Do we see unflattering pictures of political men?  Sure.  Newsweek just took a cheap shot at Mitt Romney too.  Bloggers have posted photoshopped pics of Presidents and Prime Ministers.  But be honest- they don't get the reaction that pictures of women do, and I'm fairly certain the frequency for women is disproportionately large.  

And pictures are just one aspect of the larger cultural problem. I remember when John McCain told a joke at a Republican fundraiser - to great laughs -  "Why is Chelsea Clinton so ugly?  Because her father is Janet Reno." Some papers censored the joke, but others, like the Arizona Republic, didn't.  McCain apologized (after his press secretary initially denied he ever told the joke), but again - what makes anyone think  it's even remotely ok to say things like this?  Why weren't there huge consequences to this?

A couple of weeks ago I recorded a discussion with Joanne Bamberger - the blogger known as PunditMom and the author of the new book Mothers of Intention: How Women and Social Media Are Revolutionizing Politics in America.  We talked a bit about this phenomenon and I asked her how she thought women should respond to cheap shots like Congresswoman Bachmann being asked point blank, "Are you a flake?"  The conversation should be available on her blog in the near future, and I think she lays out the issues really well and gives some thoughts on how things might change.  I hope she posts the interview soon.

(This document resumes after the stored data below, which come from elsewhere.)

//! Metadata cache: a two-function cuckoo hash table.
//!
//! Maps a 64-bit key to a 64-bit value for hot-path file and directory
//! lookups. Readers are lock-free: every slot field is atomic and a
//! writer-in-progress mark lets lookups skip a slot that is mid-update.
//! Mutations are serialized by the control-plane dispatcher; the table
//! itself never takes a lock.
//!
//! Collisions resolve by cuckoo eviction: a full bucket evicts one resident
//! to its alternate bucket, to a bounded depth. A failed insert unwinds the
//! whole eviction chain so the table is restored to its state just before
//! the attempt.

mod table;

pub use table::{CacheItem, CacheTable};

use std::io::Read;
use std::path::Path;

use tracing::info;
use zerocopy::byteorder::little_endian::U64;
use zerocopy::{FromBytes, Immutable, IntoBytes, KnownLayout, Unaligned};

use crate::constants::CACHE_PRELOAD_CHUNK_ITEMS;

/// Errors raised by the metadata cache.
#[derive(Debug, thiserror::Error)]
pub enum CacheError {
    #[error("cache table is full")]
    Full,

    #[error("invalid bucket count power {0} (expected 1..=28)")]
    InvalidCapacity(u32),

    #[error("preload file is not a whole number of items ({0} trailing bytes)")]
    TruncatedPreload(usize),

    #[error("preload I/O error: {0}")]
    Io(#[from] std::io::Error),
}

/// On-disk layout of one preloaded cache item.
#[repr(C)]
#[derive(Debug, Clone, Copy, FromBytes, IntoBytes, KnownLayout, Immutable, Unaligned)]
pub struct PackedCacheItem {
    pub key: U64,
    pub value: U64,
}

pub const PACKED_ITEM_BYTES: usize = std::mem::size_of::<PackedCacheItem>();

/// Populate `table` from a file of tightly packed items, streamed in
/// fixed-size chunks. Returns the number of items inserted.
pub fn preload_from_file(table: &CacheTable, path: &Path) -> Result<usize, CacheError> {
    let mut file = std::fs::File::open(path)?;
    let mut chunk = vec![0u8; PACKED_ITEM_BYTES * CACHE_PRELOAD_CHUNK_ITEMS];
    let mut carry = 0usize;
    let mut total = 0usize;

    loop {
        let read = file.read(&mut chunk[carry..])?;
        if read == 0 {
            if carry != 0 {
                return Err(CacheError::TruncatedPreload(carry));
            }
            break;
        }

        let filled = carry + read;
        let whole = filled - filled % PACKED_ITEM_BYTES;
        for raw in chunk[..whole].chunks_exact(PACKED_ITEM_BYTES) {
            let item = PackedCacheItem::read_from_bytes(raw)
                .map_err(|_| CacheError::TruncatedPreload(raw.len()))?;
            table.insert(item.key.get(), item.value.get())?;
            total += 1;
        }

        // Keep any partial trailing item for the next chunk.
        carry = filled - whole;
        if carry != 0 {
            chunk.copy_within(whole..filled, 0);
        }
    }

    info!("metadata cache preloaded with {} items", total);
    Ok(total)
}
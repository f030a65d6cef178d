use thiserror::Error;

#[derive(Error, Debug)]
pub enum Error {
    #[error("The server couldn't fulfill the request for {url}. Error code: {status}")]
    RemoteFetch { status: u16, url: String },

    #[error("Could not open URL \"{url}\": {source}")]
    RemoteUnreachable {
        url: String,
        source: reqwest::Error,
    },

    #[error(
        "Layer {layer_name} was not found in WxS contents on server {server_url}.\n\
         WCS contents: {wcs_contents}\n\
         WFS contents: {wfs_contents}"
    )]
    LayerNotFound {
        layer_name: String,
        server_url: String,
        wcs_contents: String,
        wfs_contents: String,
    },

    #[error("Invalid {service} capabilities document: {detail}")]
    Capabilities {
        service: &'static str,
        detail: String,
    },

    #[error("HTTP client error: {0}")]
    Http(#[from] reqwest::Error),

    #[error("IO error: {0}")]
    Io(#[from] std::io::Error),
}

pub type Result<T> = std::result::Result<T, Error>;

impl Error {
    pub fn code(&self) -> &'static str {
        match self {
            Error::RemoteFetch { .. } => "remote.fetch_failed",
            Error::RemoteUnreachable { .. } => "remote.unreachable",
            Error::LayerNotFound { .. } => "layer.not_found",
            Error::Capabilities { .. } => "ows.invalid_capabilities",
            Error::Http(_) => "remote.client_error",
            Error::Io(_) => "internal.io_error",
        }
    }

    pub(crate) fn unreachable(url: &str, source: reqwest::Error) -> Error {
        Error::RemoteUnreachable {
            url: url.to_string(),
            source,
        }
    }
}

#[cfg(test)]
mod tests {
    use super::*;

    #[test]
    fn remote_fetch_message_contains_status_code() {
        let err = Error::RemoteFetch {
            status: 404,
            url: "http://localhost/page".to_string(),
        };
        assert!(err.to_string().contains("404"));
        assert_eq!(err.code(), "remote.fetch_failed");
    }

    #[test]
    fn layer_not_found_message_contains_layer_and_server() {
        let err = Error::LayerNotFound {
            layer_name: "base:nic_admin".to_string(),
            server_url: "http://localhost:8001/geoserver/ows".to_string(),
            wcs_contents: "[]".to_string(),
            wfs_contents: "[base:roads]".to_string(),
        };
        let msg = err.to_string();
        assert!(msg.contains("base:nic_admin"));
        assert!(msg.contains("http://localhost:8001/geoserver/ows"));
        assert!(msg.contains("base:roads"));
        assert_eq!(err.code(), "layer.not_found");
    }
}
/// Macro for prefixed status logging to stderr (only when stderr is a terminal).
///
/// Usage:
/// ```ignore
/// log_status!("fetch", "GET {}", url);
/// log_status!("ows", "Querying {} capabilities at {}", service, server_url);
/// ```
#[macro_export]
macro_rules! log_status {
    ($prefix:expr, $($arg:tt)*) => {
        if ::std::io::IsTerminal::is_terminal(&::std::io::stderr()) {
            eprintln!(concat!("[", $prefix, "] {}"), format_args!($($arg)*));
        }
    };
}

pub mod error;
pub mod http;
pub mod layer;
pub mod ows;
pub mod tmp;

pub use error::{Error, Result};
pub use http::{fetch_page, FetchOptions, FetchOutcome, LoginOutcome, Session};
pub use layer::{check_layer, Layer};
pub use ows::{
    get_layer_metadata, parse_keywords, Catalog, CatalogEntry, LayerMetadata, LayerType,
    WebCoverageService, WebFeatureService,
};
pub use tmp::{unique_filename, TempOptions};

There's one approach to addressing this issue that I'd like feedback from women.  I remember a while back a running bit on Saturday Night Live called "Janet Reno Dance Party," where the Attorney General was played by Will Ferrell in drag. It ran a few times, and at the end of the Clinton Administration, it had a "final episode" that actually featured Janet Reno. She was essentially saying "I'm in on the joke," but the joke is really "Janet Reno is an ugly man."

Is this how women should handle this?  What do you think?

To me, the response to things like this should be to celebrate female role models.  I've done this a few times on this blog before - I think it might be time for another installment.

1 comment:

Janett Brown said...

Why are women always treated severely for the least faults? They are human beings. And human beings are not perfect.